**ACTIVITY**
Work out how many lines of this material hold the word "rooms". Write only that number.

**RECORDS PROVIDED**

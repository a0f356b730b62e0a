// This Source Code Form is subject to the terms of the Mozilla Public
// License, v. 2.0. If a copy of the MPL was not distributed with this
// file, You can obtain one at https://mozilla.org/MPL/2.0/.

//! Synthetic CAD drawings in feet.

#![allow(dead_code)]

use cadplan_reconstruct::RawCurve;

/// Horizontal face at `y`, one line per `(x_start, x_end)` span.
pub fn horizontal_face(curves: &mut Vec<RawCurve>, y: f64, spans: &[(f64, f64)]) {
    for &(a, b) in spans {
        curves.push(RawCurve::line(a, y, b, y));
    }
}

/// Vertical face at `x`, one line per `(y_start, y_end)` span.
pub fn vertical_face(curves: &mut Vec<RawCurve>, x: f64, spans: &[(f64, f64)]) {
    for &(a, b) in spans {
        curves.push(RawCurve::line(x, a, x, b));
    }
}

/// Two horizontal wall faces at y=0 and y=0.875 (10.5" exterior wall).
pub fn exterior_run(spans: &[(f64, f64)]) -> Vec<RawCurve> {
    let mut curves = Vec::new();
    horizontal_face(&mut curves, 0.0, spans);
    horizontal_face(&mut curves, 0.875, spans);
    curves
}

/// One 40' x 30' room:
///
/// - south exterior wall with a 5' door [10, 15] and a 3' window [25, 28]
/// - west exterior wall with a 3' window [12, 15]
/// - north and east exterior walls solid
/// - interior wall on x=20 with a 3' door [20, 23] and its swing arc
/// - clutter: a diagonal hatch line, a bed outline, a sink arc,
///   a NaN line and a sub-threshold stub
pub fn single_room_plan() -> Vec<RawCurve> {
    let mut curves = Vec::new();

    // South
    horizontal_face(&mut curves, 0.0, &[(0.0, 10.0), (15.0, 25.0), (28.0, 40.0)]);
    horizontal_face(&mut curves, 0.875, &[(0.875, 10.0), (15.0, 25.0), (28.0, 39.125)]);
    // North
    horizontal_face(&mut curves, 30.0, &[(0.0, 40.0)]);
    horizontal_face(&mut curves, 29.125, &[(0.875, 39.125)]);
    // West
    vertical_face(&mut curves, 0.0, &[(0.0, 12.0), (15.0, 30.0)]);
    vertical_face(&mut curves, 0.875, &[(0.875, 12.0), (15.0, 29.125)]);
    // East
    vertical_face(&mut curves, 40.0, &[(0.0, 30.0)]);
    vertical_face(&mut curves, 39.125, &[(0.875, 29.125)]);
    // Interior partition
    vertical_face(&mut curves, 19.8125, &[(0.875, 20.0), (23.0, 29.125)]);
    vertical_face(&mut curves, 20.1875, &[(0.875, 20.0), (23.0, 29.125)]);
    curves.push(RawCurve::quarter_arc(20.0, 20.0, 3.0));

    // Clutter
    curves.push(RawCurve::line(5.0, 5.0, 8.0, 8.0));
    horizontal_face(&mut curves, 10.0, &[(30.0, 34.0)]);
    horizontal_face(&mut curves, 16.0, &[(30.0, 34.0)]);
    vertical_face(&mut curves, 30.0, &[(10.0, 16.0)]);
    vertical_face(&mut curves, 34.0, &[(10.0, 16.0)]);
    curves.push(RawCurve::quarter_arc(36.0, 25.0, 0.5));
    curves.push(RawCurve::line(f64::NAN, 3.0, 4.0, 3.0));
    curves.push(RawCurve::line(2.0, 2.0, 2.2, 2.0));

    curves
}

/// A row of `rooms` single-room plans shifted along X, for load tests.
pub fn room_row(rooms: usize) -> Vec<RawCurve> {
    let base = single_room_plan();
    let mut curves = Vec::with_capacity(base.len() * rooms);
    for i in 0..rooms {
        let dx = i as f64 * 60.0;
        curves.extend(base.iter().map(|curve| shift(curve, dx)));
    }
    curves
}

fn shift(curve: &RawCurve, dx: f64) -> RawCurve {
    let mut curve = *curve;
    match &mut curve {
        RawCurve::Line(line) => {
            line.start.x += dx;
            line.end.x += dx;
        }
        RawCurve::Arc(arc) => {
            arc.center.x += dx;
            arc.start.x += dx;
            arc.end.x += dx;
        }
    }
    curve
}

**YOUR SOLUTION**
4